Artificial general intelligence is a greatly anticipated technology with non-trivial existential risks, defined as machine intelligence with competence as great/greater than humans. To date, social scientists have dedicated little effort to the ethics of AGI or AGI researchers. This paper employs inductive discourse analysis of the academic literature of two intellectual groups writing on the ethics of AGI—applied and/or ‘basic’ scientific disciplines henceforth referred to as technicians (e.g., computer science, electrical engineering, physics), and philosophy-adjacent disciplines henceforth referred to as PADs (e.g., philosophy, theology, anthropology). These groups agree that AGI ethics is fundamentally about mitigating existential risk.
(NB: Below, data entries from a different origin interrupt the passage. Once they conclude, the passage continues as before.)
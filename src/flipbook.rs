use crate::logging;
use crate::models::Page;

/// Raw page the book opens on: past the blank page and the front cover,
/// onto the inside-cover spread.
pub const START_PAGE: usize = 2;

/// Book opens flat below this width and shows one page at a time.
pub const MOBILE_BREAKPOINT_PX: f64 = 768.0;

#[derive(Debug, Clone, Copy, PartialEq, Eq)]
pub enum DisplayMode {
    Single,
    Double,
}

impl Default for DisplayMode {
    fn default() -> Self {
        DisplayMode::Double
    }
}

/// The page-turn engine behind the flipbook. Raw pages are 1-based; the
/// engine owns the current position and clamps every move to the book.
pub trait PageTurner {
    fn load(&mut self, pages: &[Page], mode: DisplayMode, start: usize);
    fn page(&self) -> usize;
    fn pages(&self) -> usize;
    /// Returns true when the position actually changed.
    fn turn_to(&mut self, page: usize) -> bool;
    fn next(&mut self) -> bool;
    fn previous(&mut self) -> bool;
    fn set_display(&mut self, mode: DisplayMode);
    fn destroy(&mut self);
}

/// Default turn engine. Double mode steps a spread (two raw pages) at a
/// time; single mode steps one.
#[derive(Debug, Default)]
pub struct TurnEngine {
    page: usize,
    pages: usize,
    mode: DisplayMode,
    loaded: bool,
}

impl TurnEngine {
    pub fn new() -> Self {
        Self::default()
    }

    fn clamp(&self, page: usize) -> usize {
        page.clamp(1, self.pages.max(1))
    }

    fn step(&self) -> usize {
        match self.mode {
            DisplayMode::Single => 1,
            DisplayMode::Double => 2,
        }
    }
}

impl PageTurner for TurnEngine {
    fn load(&mut self, pages: &[Page], mode: DisplayMode, start: usize) {
        self.pages = pages.len();
        self.mode = mode;
        self.page = start.clamp(1, self.pages.max(1));
        self.loaded = true;
    }

    fn page(&self) -> usize {
        self.page
    }

    fn pages(&self) -> usize {
        self.pages
    }

    fn turn_to(&mut self, page: usize) -> bool {
        if !self.loaded {
            return false;
        }
        let target = self.clamp(page);
        if target == self.page {
            return false;
        }
        self.page = target;
        true
    }

    fn next(&mut self) -> bool {
        self.turn_to(self.page.saturating_add(self.step()))
    }

    fn previous(&mut self) -> bool {
        self.turn_to(self.page.saturating_sub(self.step()))
    }

    fn set_display(&mut self, mode: DisplayMode) {
        self.mode = mode;
    }

    fn destroy(&mut self) {
        self.loaded = false;
        self.page = 0;
        self.pages = 0;
    }
}

/// Presentation wrapper over the turn engine. Keeps the off-by-one
/// between raw pages (blank page is raw page 1) and displayed numbers
/// (cover is "page 1") in one place.
pub struct Flipbook<T: PageTurner> {
    engine: T,
    mode: DisplayMode,
    built: bool,
}

impl<T: PageTurner> Flipbook<T> {
    pub fn new(engine: T) -> Self {
        Self {
            engine,
            mode: DisplayMode::Double,
            built: false,
        }
    }

    /// (Re)build the book over a fresh page list. Any previous instance
    /// is torn down first so rebuilds never stack.
    pub fn build(&mut self, pages: &[Page], viewport_width_px: f64, breakpoint_px: f64) {
        if self.built {
            self.engine.destroy();
        }
        self.mode = if viewport_width_px <= breakpoint_px {
            DisplayMode::Single
        } else {
            DisplayMode::Double
        };
        self.engine.load(pages, self.mode, START_PAGE);
        self.built = true;
        logging::debug(format!(
            "Flipbook built: {} raw pages, {:?} display",
            pages.len(),
            self.mode
        ));
    }

    pub fn is_built(&self) -> bool {
        self.built
    }

    pub fn display_mode(&self) -> DisplayMode {
        self.mode
    }

    pub fn current_page(&self) -> usize {
        self.engine.page()
    }

    pub fn total_pages(&self) -> usize {
        self.engine.pages()
    }

    /// The leading blank page is invisible to the reader, so displayed
    /// numbers run one behind the raw ones.
    pub fn page_label(&self) -> String {
        format!(
            "Page {} of {}",
            self.engine.page().saturating_sub(1),
            self.engine.pages().saturating_sub(1)
        )
    }

    pub fn can_previous(&self) -> bool {
        self.engine.page() > START_PAGE
    }

    pub fn can_next(&self) -> bool {
        self.engine.page() < self.engine.pages()
    }

    pub fn next(&mut self) -> Option<usize> {
        self.engine.next().then(|| self.engine.page())
    }

    pub fn previous(&mut self) -> Option<usize> {
        self.engine.previous().then(|| self.engine.page())
    }

    pub fn go_to(&mut self, raw_page: usize) -> Option<usize> {
        self.engine.turn_to(raw_page).then(|| self.engine.page())
    }

    /// Raw pages currently on screen: the current page, plus its right
    /// neighbor in double display when one exists.
    pub fn visible_pages(&self) -> (usize, Option<usize>) {
        let page = self.engine.page();
        let right = match self.mode {
            DisplayMode::Double if page + 1 <= self.engine.pages() => Some(page + 1),
            _ => None,
        };
        (page, right)
    }
}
They highlight our moral obligation to future generations, demonstrate the ethical importance of better understanding consciousness, and endorse a hybrid of deontological/utilitarian normative ethics. Technicians favor technocratic AGI governance, embrace the project of ‘solving’ moral realism, and are more deontologically inclined than PADs. PADs support a democratic approach to AGI governance, are more skeptical of deontology, consider current AGI predictions as fundamentally imprecise, and are wary of using AGI for moral fact-finding.